Saved data entries:

//! Read-only view of a hierarchical registry
//!
//! The scanner only ever opens, enumerates and reads. Handles are owned
//! values and are closed when dropped. Enumeration is positional: callers ask
//! for index 0, 1, 2, ... until the key reports no further entries.

use crate::roots::DiscoveryRoot;
use std::io;
use thiserror::Error;

/// Errors reported by a registry backend
#[derive(Error, Debug)]
pub enum StoreError {
    #[error("key not found: {0}")]
    NotFound(String),

    #[error("access denied: {0}")]
    AccessDenied(String),

    #[error("registry I/O error: {0}")]
    Io(#[from] io::Error),
}

/// Typed registry value data
#[derive(Debug, Clone, PartialEq, Eq)]
pub enum RegValue {
    String(String),
    ExpandString(String),
    MultiString(Vec<String>),
    Dword(u32),
    Qword(u64),
    Binary(Vec<u8>),
    None,
}

impl RegValue {
    /// Text of a `REG_SZ` / `REG_EXPAND_SZ` value, `None` for every other type
    pub fn as_str(&self) -> Option<&str> {
        match self {
            RegValue::String(s) | RegValue::ExpandString(s) => Some(s),
            _ => None,
        }
    }

    /// Registry type name, used when describing unexpected values
    pub fn type_name(&self) -> &'static str {
        match self {
            RegValue::String(_) => "REG_SZ",
            RegValue::ExpandString(_) => "REG_EXPAND_SZ",
            RegValue::MultiString(_) => "REG_MULTI_SZ",
            RegValue::Dword(_) => "REG_DWORD",
            RegValue::Qword(_) => "REG_QWORD",
            RegValue::Binary(_) => "REG_BINARY",
            RegValue::None => "REG_NONE",
        }
    }
}

/// An open key
pub trait RegistryKey: Sized {
    /// Open a descendant key; `name` may contain `\` separated segments
    fn open_subkey(&self, name: &str) -> Result<Self, StoreError>;

    /// Name of the child key at `index`; `Ok(None)` once the index runs past the last child
    fn subkey_name(&self, index: u32) -> Result<Option<String>, StoreError>;

    /// Named value; `Ok(None)` if the key has no such value
    fn value(&self, name: &str) -> Result<Option<RegValue>, StoreError>;

    /// The key's unnamed default value
    fn default_value(&self) -> Result<Option<RegValue>, StoreError> {
        self.value("")
    }
}

/// A registry backend
pub trait RegistryStore {
    type Key: RegistryKey;

    /// Open `root.subpath` under `root.hive` using `root.view`
    fn open_root(&self, root: &DiscoveryRoot) -> Result<Self::Key, StoreError>;
}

• [Aim of the exercise]
Wherever a line above contains "when", copy that line.

• [Solved exercise]
//! values and are closed when dropped. Enumeration is positional: callers ask
    /// Registry type name, used when describing unexpected values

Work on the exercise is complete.